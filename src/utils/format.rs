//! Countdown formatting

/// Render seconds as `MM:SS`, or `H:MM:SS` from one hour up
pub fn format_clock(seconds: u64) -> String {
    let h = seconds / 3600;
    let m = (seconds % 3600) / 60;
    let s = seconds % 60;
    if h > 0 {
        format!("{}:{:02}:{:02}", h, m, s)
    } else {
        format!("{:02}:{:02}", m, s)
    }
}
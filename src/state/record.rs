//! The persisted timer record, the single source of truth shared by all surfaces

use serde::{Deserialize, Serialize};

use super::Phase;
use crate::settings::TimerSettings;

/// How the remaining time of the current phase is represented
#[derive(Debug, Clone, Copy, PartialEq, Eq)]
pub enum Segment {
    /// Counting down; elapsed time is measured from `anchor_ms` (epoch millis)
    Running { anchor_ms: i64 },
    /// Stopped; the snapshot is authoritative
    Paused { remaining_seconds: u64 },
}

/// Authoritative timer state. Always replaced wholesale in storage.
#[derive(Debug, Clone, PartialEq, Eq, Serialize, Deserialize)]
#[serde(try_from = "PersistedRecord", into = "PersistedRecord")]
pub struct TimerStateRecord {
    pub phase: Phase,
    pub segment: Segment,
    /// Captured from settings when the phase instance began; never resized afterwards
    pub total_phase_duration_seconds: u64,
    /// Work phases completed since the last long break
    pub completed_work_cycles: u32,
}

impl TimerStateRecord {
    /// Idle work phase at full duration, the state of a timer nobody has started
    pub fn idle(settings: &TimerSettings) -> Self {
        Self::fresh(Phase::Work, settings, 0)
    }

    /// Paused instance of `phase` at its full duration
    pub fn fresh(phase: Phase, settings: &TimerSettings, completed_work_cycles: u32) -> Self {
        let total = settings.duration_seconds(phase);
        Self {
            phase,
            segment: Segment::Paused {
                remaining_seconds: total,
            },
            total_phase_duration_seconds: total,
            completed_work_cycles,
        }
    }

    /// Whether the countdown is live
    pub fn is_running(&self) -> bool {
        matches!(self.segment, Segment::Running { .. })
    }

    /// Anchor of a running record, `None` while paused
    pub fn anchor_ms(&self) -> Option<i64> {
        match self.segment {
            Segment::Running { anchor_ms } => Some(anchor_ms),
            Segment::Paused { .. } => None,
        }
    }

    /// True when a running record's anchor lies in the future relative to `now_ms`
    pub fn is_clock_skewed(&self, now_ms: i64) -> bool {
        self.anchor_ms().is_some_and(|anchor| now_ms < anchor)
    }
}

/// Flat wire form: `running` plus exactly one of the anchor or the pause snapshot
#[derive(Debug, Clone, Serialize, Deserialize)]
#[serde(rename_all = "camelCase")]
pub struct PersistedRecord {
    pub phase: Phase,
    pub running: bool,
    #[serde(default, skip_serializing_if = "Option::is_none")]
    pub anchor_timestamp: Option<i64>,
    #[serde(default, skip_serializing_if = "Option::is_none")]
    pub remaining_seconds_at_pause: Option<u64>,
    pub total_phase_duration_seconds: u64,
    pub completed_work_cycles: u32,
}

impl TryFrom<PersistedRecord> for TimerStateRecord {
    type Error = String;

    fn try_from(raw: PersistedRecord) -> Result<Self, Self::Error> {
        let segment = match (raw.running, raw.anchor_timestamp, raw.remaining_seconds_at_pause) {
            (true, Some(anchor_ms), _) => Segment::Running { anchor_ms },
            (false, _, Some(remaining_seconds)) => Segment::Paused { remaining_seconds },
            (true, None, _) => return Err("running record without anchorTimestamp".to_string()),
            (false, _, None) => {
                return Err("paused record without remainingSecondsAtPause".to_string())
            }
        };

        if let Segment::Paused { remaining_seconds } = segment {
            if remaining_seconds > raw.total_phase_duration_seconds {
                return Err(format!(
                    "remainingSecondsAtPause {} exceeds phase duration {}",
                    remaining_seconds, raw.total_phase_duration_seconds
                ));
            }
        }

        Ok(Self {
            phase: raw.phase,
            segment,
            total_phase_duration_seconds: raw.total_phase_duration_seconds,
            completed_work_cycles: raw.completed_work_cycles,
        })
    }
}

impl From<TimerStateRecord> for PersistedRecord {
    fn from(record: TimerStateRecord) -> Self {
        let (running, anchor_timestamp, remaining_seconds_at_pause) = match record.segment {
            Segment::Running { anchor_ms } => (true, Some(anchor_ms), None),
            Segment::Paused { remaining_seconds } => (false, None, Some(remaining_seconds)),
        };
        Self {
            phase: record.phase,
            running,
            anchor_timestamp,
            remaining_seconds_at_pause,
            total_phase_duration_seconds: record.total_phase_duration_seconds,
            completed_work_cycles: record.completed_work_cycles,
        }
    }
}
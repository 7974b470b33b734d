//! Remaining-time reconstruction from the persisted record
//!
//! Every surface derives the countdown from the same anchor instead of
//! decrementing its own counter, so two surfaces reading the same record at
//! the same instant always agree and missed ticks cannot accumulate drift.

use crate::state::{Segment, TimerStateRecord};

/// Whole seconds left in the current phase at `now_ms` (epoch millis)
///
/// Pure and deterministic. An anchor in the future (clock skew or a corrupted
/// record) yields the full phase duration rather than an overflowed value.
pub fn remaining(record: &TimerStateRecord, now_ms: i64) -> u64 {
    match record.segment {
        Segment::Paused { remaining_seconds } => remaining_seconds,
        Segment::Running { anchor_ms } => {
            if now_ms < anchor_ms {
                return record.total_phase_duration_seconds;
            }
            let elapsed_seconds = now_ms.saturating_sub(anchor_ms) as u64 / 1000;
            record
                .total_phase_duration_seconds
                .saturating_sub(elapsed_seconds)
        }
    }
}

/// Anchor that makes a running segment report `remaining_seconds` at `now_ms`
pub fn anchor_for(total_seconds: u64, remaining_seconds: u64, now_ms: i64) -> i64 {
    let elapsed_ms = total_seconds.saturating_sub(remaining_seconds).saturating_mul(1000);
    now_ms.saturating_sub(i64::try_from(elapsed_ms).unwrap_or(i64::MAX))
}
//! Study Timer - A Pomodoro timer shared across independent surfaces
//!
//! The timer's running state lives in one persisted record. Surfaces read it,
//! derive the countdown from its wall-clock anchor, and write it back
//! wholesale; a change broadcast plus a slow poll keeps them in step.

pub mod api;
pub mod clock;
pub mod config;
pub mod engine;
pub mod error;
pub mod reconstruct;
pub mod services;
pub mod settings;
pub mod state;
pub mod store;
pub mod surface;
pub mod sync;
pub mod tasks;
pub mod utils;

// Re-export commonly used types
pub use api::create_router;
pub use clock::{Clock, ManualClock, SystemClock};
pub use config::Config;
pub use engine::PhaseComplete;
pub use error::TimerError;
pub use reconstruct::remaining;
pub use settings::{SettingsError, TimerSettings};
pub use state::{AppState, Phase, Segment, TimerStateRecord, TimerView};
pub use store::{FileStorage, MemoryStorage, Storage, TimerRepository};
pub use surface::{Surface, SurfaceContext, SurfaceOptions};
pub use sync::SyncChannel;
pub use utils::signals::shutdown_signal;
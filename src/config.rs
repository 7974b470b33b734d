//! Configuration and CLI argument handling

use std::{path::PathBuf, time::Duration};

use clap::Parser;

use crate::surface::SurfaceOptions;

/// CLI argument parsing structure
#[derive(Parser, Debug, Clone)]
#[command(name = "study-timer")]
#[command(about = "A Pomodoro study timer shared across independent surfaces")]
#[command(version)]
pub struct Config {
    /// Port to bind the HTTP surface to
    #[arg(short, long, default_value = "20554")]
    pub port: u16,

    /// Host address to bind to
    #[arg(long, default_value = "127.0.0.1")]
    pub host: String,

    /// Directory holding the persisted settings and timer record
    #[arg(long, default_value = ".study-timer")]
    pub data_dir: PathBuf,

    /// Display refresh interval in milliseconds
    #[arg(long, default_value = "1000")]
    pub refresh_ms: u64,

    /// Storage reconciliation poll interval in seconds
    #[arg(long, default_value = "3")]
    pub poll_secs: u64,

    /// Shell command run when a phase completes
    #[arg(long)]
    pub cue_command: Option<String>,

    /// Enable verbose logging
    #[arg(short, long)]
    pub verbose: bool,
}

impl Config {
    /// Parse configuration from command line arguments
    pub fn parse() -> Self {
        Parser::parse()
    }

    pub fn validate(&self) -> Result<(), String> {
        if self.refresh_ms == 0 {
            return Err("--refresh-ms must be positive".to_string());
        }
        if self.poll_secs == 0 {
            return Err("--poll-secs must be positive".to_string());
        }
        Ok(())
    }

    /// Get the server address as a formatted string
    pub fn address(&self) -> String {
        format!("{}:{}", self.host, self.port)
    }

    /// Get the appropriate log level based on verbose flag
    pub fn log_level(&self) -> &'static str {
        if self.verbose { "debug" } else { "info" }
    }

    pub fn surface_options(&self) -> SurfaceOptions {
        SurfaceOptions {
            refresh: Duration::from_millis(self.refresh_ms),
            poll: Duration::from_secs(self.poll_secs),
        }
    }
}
■ ■ ■
* PROMPT
Return each line of the listing that holds the word "Result".

* RESPONSE TO THIS TASK
    fn try_from(raw: PersistedRecord) -> Result<Self, Self::Error> {
    pub fn validate(&self) -> Result<(), String> {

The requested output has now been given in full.